Do you trust the function return type?

1 minute read

Say we have a function to return the absolute value of an integer

public Integer abs(Integer value) {
    return Math.abs(value);
}

And we have another function to get the element of a list by the absolute value of an integer

public Integer getElement(Integer index, List<Integer> list) {

   Integer absIndex = abs(index);

   if(absIndex >= list.size()){
       return -1;
   }

   return list.get(absIndex);
}

The question is do we need to check if abs(index) >= 0 in getElement?

We may trust abs to return a non-negative integer because this is the requirement. Butabs is implementing a logic different from the requirement. The requirement is that abs should return the absolute value of an integer that is non-negative, but it returns Integer which may be negative.

Considering the logic of abs is simple, which invokes Math.abs directly, we may have enough confidence to say it will return a non-negative integer even if its return type is Integer.

But what if the logic is complicated? it’s hard to always remember the complicated logic to correct the wrong meaning of return type.

We can write tests to ensure the returned value meets the requirement, but we can’t cover all the possible scenarios, for example, we can’t test all integer values. if some people change the logic in the future, the test may still pass and the compiler won’t blame the change, but there will be a runtime error.

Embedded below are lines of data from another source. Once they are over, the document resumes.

// ==========================================
// 待打包订单发运系统 - 配置管理器
// ==========================================
// 职责: 配置加载、查询、覆写管理
// 存储: config_kv 表 (key-value + scope)
// ==========================================

use crate::config::dispatch_config_trait::{CarrierSettings, DispatchConfigReader, RetrySettings};
use crate::config::error::{ConfigError, ConfigResult};
use crate::db::{ensure_schema, open_sqlite_connection};
use crate::domain::ColumnMode;
use async_trait::async_trait;
use rusqlite::{params, Connection, OptionalExtension};
use std::collections::BTreeMap;
use std::str::FromStr;
use std::sync::{Arc, Mutex};
use std::time::Duration;

// ==========================================
// 配置键
// ==========================================
pub mod config_keys {
    pub const CARRIER_ENDPOINT_URL: &str = "carrier_endpoint_url";
    pub const CARRIER_CLIENT_CODE: &str = "carrier_client_code";
    pub const CARRIER_SOAP_ACTION: &str = "carrier_soap_action";
    pub const CARRIER_NAMESPACE: &str = "carrier_namespace";
    /// 承运商调用每次发运读取；补货完成客户端仅在启动时读取
    pub const CARRIER_TIMEOUT_SECS: &str = "carrier_timeout_secs";
    pub const RETRY_MAX_ATTEMPTS: &str = "dispatch_retry_max_attempts";
    pub const RETRY_INITIAL_DELAY_MS: &str = "dispatch_retry_initial_delay_ms";
    pub const RETRY_MAX_DELAY_MS: &str = "dispatch_retry_max_delay_ms";
    pub const MAX_ITEMS_PER_SHIPMENT: &str = "max_items_per_shipment";
    pub const IMPORT_COLUMN_MODE: &str = "import_column_mode";
    /// 启动时读取，修改后需重启
    pub const STAGING_TTL_MINUTES: &str = "staging_ttl_minutes";
    pub const SUPPLY_COMPLETION_URL: &str = "supply_completion_url";
}

/// 默认配置（首次启动时写入，已有值不覆盖）
pub const DEFAULTS: &[(&str, &str)] = &[
    (config_keys::CARRIER_ENDPOINT_URL, "http://localhost:8089/EmbarquesService.svc"),
    (config_keys::CARRIER_CLIENT_CODE, "SOR"),
    (config_keys::CARRIER_SOAP_ACTION, "http://tempuri.org/IEmbarques/CrearEmbarque"),
    (config_keys::CARRIER_NAMESPACE, "http://tempuri.org/"),
    (config_keys::CARRIER_TIMEOUT_SECS, "30"),
    (config_keys::RETRY_MAX_ATTEMPTS, "3"),
    (config_keys::RETRY_INITIAL_DELAY_MS, "500"),
    (config_keys::RETRY_MAX_DELAY_MS, "5000"),
    (config_keys::MAX_ITEMS_PER_SHIPMENT, "0"),
    (config_keys::IMPORT_COLUMN_MODE, "HEADER"),
    (config_keys::STAGING_TTL_MINUTES, "120"),
    (config_keys::SUPPLY_COMPLETION_URL, "http://localhost:8089/api/FinalizarSurtido"),
];

// ==========================================
// ConfigManager - 配置管理器
// ==========================================
pub struct ConfigManager {
    conn: Arc<Mutex<Connection>>,
}

impl ConfigManager {
    /// 创建新的 ConfigManager 实例（会幂等建表）
    ///
    /// # 参数
    /// - db_path: 数据库文件路径
    pub fn new(db_path: &str) -> ConfigResult<Self> {
        let conn = open_sqlite_connection(db_path)?;
        ensure_schema(&conn)?;

        Ok(Self {
            conn: Arc::new(Mutex::new(conn)),
        })
    }

    /// 从已有连接创建 ConfigManager
    pub fn from_connection(conn: Arc<Mutex<Connection>>) -> ConfigResult<Self> {
        {
            let guard = conn
                .lock()
                .map_err(|e| ConfigError::LockError(e.to_string()))?;
            crate::db::configure_sqlite_connection(&guard)?;
            ensure_schema(&guard)?;
        }

        Ok(Self { conn })
    }

    fn get_conn(&self) -> ConfigResult<std::sync::MutexGuard<'_, Connection>> {
        self.conn
            .lock()
            .map_err(|e| ConfigError::LockError(e.to_string()))
    }

    /// 从 config_kv 表读取配置值（scope_id='global'）
    pub fn get_config_value(&self, key: &str) -> ConfigResult<Option<String>> {
        let conn = self.get_conn()?;

        let value = conn
            .query_row(
                "SELECT value FROM config_kv WHERE scope_id = 'global' AND key = ?1",
                params![key],
                |row| row.get::<_, String>(0),
            )
            .optional()?;

        Ok(value)
    }

    /// 写入配置值（覆盖）
    pub fn set_config_value(&self, key: &str, value: &str) -> ConfigResult<()> {
        let conn = self.get_conn()?;
        conn.execute(
            r#"
            INSERT INTO config_kv (scope_id, key, value, updated_at)
            VALUES ('global', ?1, ?2, datetime('now'))
            ON CONFLICT(scope_id, key) DO UPDATE SET
                value = excluded.value,
                updated_at = excluded.updated_at
            "#,
            params![key, value],
        )?;
        tracing::info!(key = key, value = value, "配置已更新");
        Ok(())
    }

    /// 写入默认配置（已有值保持不变）
    ///
    /// # 返回
    /// - 新写入的键数量
    pub fn seed_defaults(&self) -> ConfigResult<usize> {
        let mut conn = self.get_conn()?;
        let tx = conn.transaction()?;

        let mut inserted = 0;
        for (key, value) in DEFAULTS {
            inserted += tx.execute(
                "INSERT OR IGNORE INTO config_kv (scope_id, key, value) VALUES ('global', ?1, ?2)",
                params![key, value],
            )?;
        }

        tx.commit()?;
        Ok(inserted)
    }

    /// 获取所有 global 配置的快照
    pub fn get_config_snapshot(&self) -> ConfigResult<BTreeMap<String, String>> {
        let conn = self.get_conn()?;
        let mut stmt =
            conn.prepare("SELECT key, value FROM config_kv WHERE scope_id = 'global' ORDER BY key")?;

        let rows = stmt.query_map([], |row| Ok((row.get::<_, String>(0)?, row.get::<_, String>(1)?)))?;

        let mut snapshot = BTreeMap::new();
        for row in rows {
            let (key, value) = row?;
            snapshot.insert(key, value);
        }
        Ok(snapshot)
    }

    /// 从 config_kv 表读取配置值，带默认值
    fn get_config_or_default(&self, key: &str, default: &str) -> ConfigResult<String> {
        Ok(self
            .get_config_value(key)?
            .unwrap_or_else(|| default.to_string()))
    }

    /// 解析数值配置，格式错误时告警并回退默认值
    fn get_parsed_or_default<T>(&self, key: &str, default: T) -> ConfigResult<T>
    where
        T: FromStr + Copy + std::fmt::Display,
    {
        let raw = match self.get_config_value(key)? {
            Some(v) => v,
            None => return Ok(default),
        };

        match raw.trim().parse::<T>() {
            Ok(v) => Ok(v),
            Err(_) => {
                tracing::warn!(
                    config_key = key,
                    raw_value = %raw,
                    default = %default,
                    "配置值格式错误，使用默认值"
                );
                Ok(default)
            }
        }
    }
}

// ==========================================
// DispatchConfigReader Trait 实现
// ==========================================
#[async_trait]
impl DispatchConfigReader for ConfigManager {
    async fn get_column_mode(&self) -> ConfigResult<ColumnMode> {
        let value = self.get_config_or_default(config_keys::IMPORT_COLUMN_MODE, "HEADER")?;
        Ok(ColumnMode::parse(&value).unwrap_or_else(|| {
            tracing::warn!(raw_value = %value, "列定位模式无法识别，使用 HEADER");
            ColumnMode::Header
        }))
    }

    async fn get_staging_ttl(&self) -> ConfigResult<Duration> {
        let minutes: u64 = self.get_parsed_or_default(config_keys::STAGING_TTL_MINUTES, 120)?;
        Ok(Duration::from_secs(minutes.max(1) * 60))
    }

    async fn get_max_items_per_shipment(&self) -> ConfigResult<Option<usize>> {
        let max: usize = self.get_parsed_or_default(config_keys::MAX_ITEMS_PER_SHIPMENT, 0)?;
        Ok(if max == 0 { None } else { Some(max) })
    }

    async fn get_carrier_settings(&self) -> ConfigResult<CarrierSettings> {
        let endpoint_url = self.get_config_or_default(
            config_keys::CARRIER_ENDPOINT_URL,
            "http://localhost:8089/EmbarquesService.svc",
        )?;
        if endpoint_url.trim().is_empty() {
            return Err(ConfigError::ValueError {
                key: config_keys::CARRIER_ENDPOINT_URL.to_string(),
                value: endpoint_url,
                message: "承运商地址不能为空".to_string(),
            });
        }

        let timeout_secs: u64 = self.get_parsed_or_default(config_keys::CARRIER_TIMEOUT_SECS, 30)?;

        Ok(CarrierSettings {
            endpoint_url: endpoint_url.trim().to_string(),
            client_code: self.get_config_or_default(config_keys::CARRIER_CLIENT_CODE, "SOR")?,
            soap_action: self.get_config_or_default(
                config_keys::CARRIER_SOAP_ACTION,
                "http://tempuri.org/IEmbarques/CrearEmbarque",
            )?,
            namespace: self.get_config_or_default(config_keys::CARRIER_NAMESPACE, "http://tempuri.org/")?,
            timeout: Duration::from_secs(timeout_secs.max(1)),
        })
    }

    async fn get_retry_settings(&self) -> ConfigResult<RetrySettings> {
        let max_attempts: u32 = self.get_parsed_or_default(config_keys::RETRY_MAX_ATTEMPTS, 3)?;
        let initial_ms: u64 = self.get_parsed_or_default(config_keys::RETRY_INITIAL_DELAY_MS, 500)?;
        let max_ms: u64 = self.get_parsed_or_default(config_keys::RETRY_MAX_DELAY_MS, 5000)?;

        Ok(RetrySettings {
            max_attempts: max_attempts.max(1),
            initial_delay: Duration::from_millis(initial_ms),
            max_delay: Duration::from_millis(max_ms.max(initial_ms)),
        })
    }

    async fn get_supply_completion_url(&self) -> ConfigResult<String> {
        self.get_config_or_default(
            config_keys::SUPPLY_COMPLETION_URL,
            "http://localhost:8089/api/FinalizarSurtido",
        )
    }
}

So the function return type should meet the requirement, then the caller can trust it. If the function return type does not meet the requirement, we need to do an extra check.

For abs, the ideal solution is to return an unsigned integer. But there is no unsigned integer in Java, we have to return Integer, so we’d better check its return value.

I know this is not what we did for Math.abs, because we trust the JVM function. It’s all about confidence, if our team has enough confidence, we can ignore the extra check.